Kepala Balai POM di Mamuju, Burham Sidobejo, mengungkapkan bahwa efektivitas pengawasan di tahun 2026 ini terus ditingkatkan guna menekan angka peredaran obat di pasar gelap yang menyasar remaja di Sulawesi Barat.
“BPOM di Mamuju mencatat produk ilegal senilai kurang lebih Rp51.000.000 berhasil disita sebelum sempat beredar luas di masyarakat,”jelas Burhan, Kamis 14 Mei 2026
Ia juga menyampaikan BPOM Mamuju juga telah menangani satu perkara besar terkait peredaran obat tidak memenuhi ketentuan,khususnya jenis Trihexylphenidyl atau Boje.
“Status Barangproduk tersebut dinyatakan sebagai barang "gagal edar", yang berarti upaya intervensi petugas berhasil mencegah potensi kerusakan saraf pada ribuan calon pengguna,”katanya
Lanjut Burham BPOM Mamuju juga resmi memulai Aksi Nasional Pencegahan Penyalahgunaan Obat yang di-kick-off pada 12 Mei 2026. Langkah ini diawali dengan edukasi langsung ke sekolah-sekolah, salah satunya di SMK Negeri 1 Rangas Mamuju yang diikuti oleh 150 siswa.

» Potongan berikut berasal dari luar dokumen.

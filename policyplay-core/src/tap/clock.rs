use super::{TapEffect, Timer};
use std::cmp::Reverse;
use std::collections::BinaryHeap;

/// Deterministic timer queue for replaying a session without a browser.
#[derive(Debug, Default, Clone)]
pub struct VirtualClock {
    now_ms: u64,
    seq: u64,
    queue: BinaryHeap<Reverse<(u64, u64, Timer)>>,
}

impl VirtualClock {
    #[must_use]
    pub fn new() -> Self {
        Self::default()
    }

    #[must_use]
    pub const fn now_ms(&self) -> u64 {
        self.now_ms
    }

    #[must_use]
    pub fn pending(&self) -> usize {
        self.queue.len()
    }

    pub fn schedule(&mut self, timer: Timer, delay_ms: u64) {
        let due = self.now_ms.saturating_add(delay_ms);
        self.seq += 1;
        self.queue.push(Reverse((due, self.seq, timer)));
    }

    /// Queue every `Schedule` effect and hand back the rest in order.
    pub fn absorb(&mut self, effects: Vec<TapEffect>) -> Vec<TapEffect> {
        let mut rest = Vec::new();
        for effect in effects {
            match effect {
                TapEffect::Schedule { timer, delay_ms } => self.schedule(timer, delay_ms),
                other => rest.push(other),
            }
        }
        rest
    }

    /// Due time of the earliest queued timer.
    #[must_use]
    pub fn next_due(&self) -> Option<u64> {
        self.queue.peek().map(|Reverse((due, _, _))| *due)
    }

    /// Pop the earliest timer due at or before `until_ms`, moving the clock to
    /// its due time. With nothing due, the clock moves to `until_ms`.
    pub fn pop_due(&mut self, until_ms: u64) -> Option<Timer> {
        match self.next_due() {
            Some(due) if due <= until_ms => {
                let Reverse((due, _, timer)) = self.queue.pop()?;
                self.now_ms = self.now_ms.max(due);
                Some(timer)
            }
            _ => {
                self.now_ms = self.now_ms.max(until_ms);
                None
            }
        }
    }

    /// Pop the earliest timer regardless of when it is due.
    pub fn pop_next(&mut self) -> Option<Timer> {
        let due = self.next_due()?;
        self.pop_due(due)
    }
}

#[cfg(test)]
mod tests {
    use super::*;
    use crate::tap::TimerKind;

    const fn timer(kind: TimerKind) -> Timer {
        Timer { epoch: 1, kind }
    }

    #[test]
    fn pops_in_due_order_then_insertion_order() {
        let mut clock = VirtualClock::new();
        clock.schedule(timer(TimerKind::Advance), 300);
        clock.schedule(timer(TimerKind::SpawnBall(0)), 0);
        clock.schedule(timer(TimerKind::ClearBalls), 300);

        assert_eq!(clock.pop_next().map(|t| t.kind), Some(TimerKind::SpawnBall(0)));
        assert_eq!(clock.now_ms(), 0);
        assert!(clock.pop_due(100).is_none());
        assert_eq!(clock.now_ms(), 100);
        assert_eq!(clock.pop_next().map(|t| t.kind), Some(TimerKind::Advance));
        assert_eq!(clock.pop_next().map(|t| t.kind), Some(TimerKind::ClearBalls));
        assert_eq!(clock.now_ms(), 300);
        assert!(clock.pop_next().is_none());
    }
}
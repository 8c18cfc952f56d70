//! Key-value persistence seam used for the auth token and result hand-off.

use serde::Serialize;
use serde::de::DeserializeOwned;
use std::cell::RefCell;
use std::collections::HashMap;
use std::convert::Infallible;
use std::rc::Rc;

/// Trait for abstracting client-side string storage.
/// Browser builds back this with `localStorage`/`sessionStorage`.
pub trait KeyValueStore {
    type Error: std::error::Error + Send + Sync + 'static;

    /// Read a raw value.
    ///
    /// # Errors
    ///
    /// Returns an error if the backing store cannot be read.
    fn get_item(&self, key: &str) -> Result<Option<String>, Self::Error>;

    /// Write a raw value, replacing any previous one.
    ///
    /// # Errors
    ///
    /// Returns an error if the backing store rejects the write.
    fn set_item(&self, key: &str, value: &str) -> Result<(), Self::Error>;

    /// Remove a value. Removing a missing key is not an error.
    ///
    /// # Errors
    ///
    /// Returns an error if the backing store cannot be modified.
    fn remove_item(&self, key: &str) -> Result<(), Self::Error>;
}

#[derive(Debug, thiserror::Error)]
pub enum StoreError {
    #[error("Storage error: {0}")]
    Backend(String),
    #[error("Serialization error: {0}")]
    Serialization(#[from] serde_json::Error),
}

/// Serialize `value` as JSON under `key`.
///
/// # Errors
///
/// Returns an error if serialization fails or the store rejects the write.
pub fn set_json<S, T>(store: &S, key: &str, value: &T) -> Result<(), StoreError>
where
    S: KeyValueStore + ?Sized,
    T: Serialize + ?Sized,
{
    let raw = serde_json::to_string(value)?;
    store
        .set_item(key, &raw)
        .map_err(|e| StoreError::Backend(e.to_string()))
}

/// Read and decode the JSON value under `key`.
///
/// # Errors
///
/// Returns an error if the store cannot be read or the stored JSON does not
/// match `T`.
pub fn get_json<S, T>(store: &S, key: &str) -> Result<Option<T>, StoreError>
where
    S: KeyValueStore + ?Sized,
    T: DeserializeOwned,
{
    let raw = store
        .get_item(key)
        .map_err(|e| StoreError::Backend(e.to_string()))?;
    match raw {
        Some(raw) => Ok(Some(serde_json::from_str(&raw)?)),
        None => Ok(None),
    }
}

/// In-memory store; clones share the same map.
#[derive(Debug, Clone, Default)]
pub struct MemoryStore {
    data: Rc<RefCell<HashMap<String, String>>>,
}

impl MemoryStore {
    #[must_use]
    pub fn new() -> Self {
        Self::default()
    }

    #[must_use]
    pub fn len(&self) -> usize {
        self.data.borrow().len()
    }

    #[must_use]
    pub fn is_empty(&self) -> bool {
        self.data.borrow().is_empty()
    }
}

impl KeyValueStore for MemoryStore {
    type Error = Infallible;

    fn get_item(&self, key: &str) -> Result<Option<String>, Self::Error> {
        Ok(self.data.borrow().get(key).cloned())
    }

    fn set_item(&self, key: &str, value: &str) -> Result<(), Self::Error> {
        self.data
            .borrow_mut()
            .insert(key.to_string(), value.to_string());
        Ok(())
    }

    fn remove_item(&self, key: &str) -> Result<(), Self::Error> {
        self.data.borrow_mut().remove(key);
        Ok(())
    }
}

#[cfg(test)]
mod tests {
    use super::*;
    use serde::Deserialize;

    #[derive(Debug, PartialEq, Serialize, Deserialize)]
    struct Sample {
        label: String,
        count: u32,
    }

    #[test]
    fn clones_share_entries() {
        let store = MemoryStore::new();
        let other = store.clone();
        store.set_item("k", "v").unwrap();
        assert_eq!(other.get_item("k").unwrap().as_deref(), Some("v"));
        other.remove_item("k").unwrap();
        assert!(store.is_empty());
    }

    #[test]
    fn json_helpers_round_trip_and_flag_corruption() {
        let store = MemoryStore::new();
        let sample = Sample {
            label: "a".into(),
            count: 3,
        };
        set_json(&store, "sample", &sample).unwrap();
        let loaded: Option<Sample> = get_json(&store, "sample").unwrap();
        assert_eq!(loaded, Some(sample));

        store.set_item("sample", "{not json").unwrap();
        assert!(matches!(
            get_json::<_, Sample>(&store, "sample"),
            Err(StoreError::Serialization(_))
        ));
        assert!(get_json::<_, Sample>(&store, "absent").unwrap().is_none());
    }
}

"Tahun ini kami tidak hanya fokus pada penindakan hukum, tetapi juga memperkuat strategi edukasi. Kami mendeteksi bahwa siswa SMP kelas 9 dan SMA menjadi target utama pemasaran pasar gelap ini," jelas Burham.
Burham mengingatkan bahwa obat-obatan yang bekerja pada susunan saraf pusat ini memiliki risiko yang fatal jika disalahgunakan.
Penggunaan di luar dosis medis dapat menyebabkan kondisi abnormal, gangguan jiwa, hingga kematian.
Selain dampak kesehatan, penyalahgunaan obat "Boje" di wilayah Sulawesi Barat juga diidentifikasi sebagai pemicu berbagai tindak kriminalitas, mulai dari pencurian hingga pembunuhan.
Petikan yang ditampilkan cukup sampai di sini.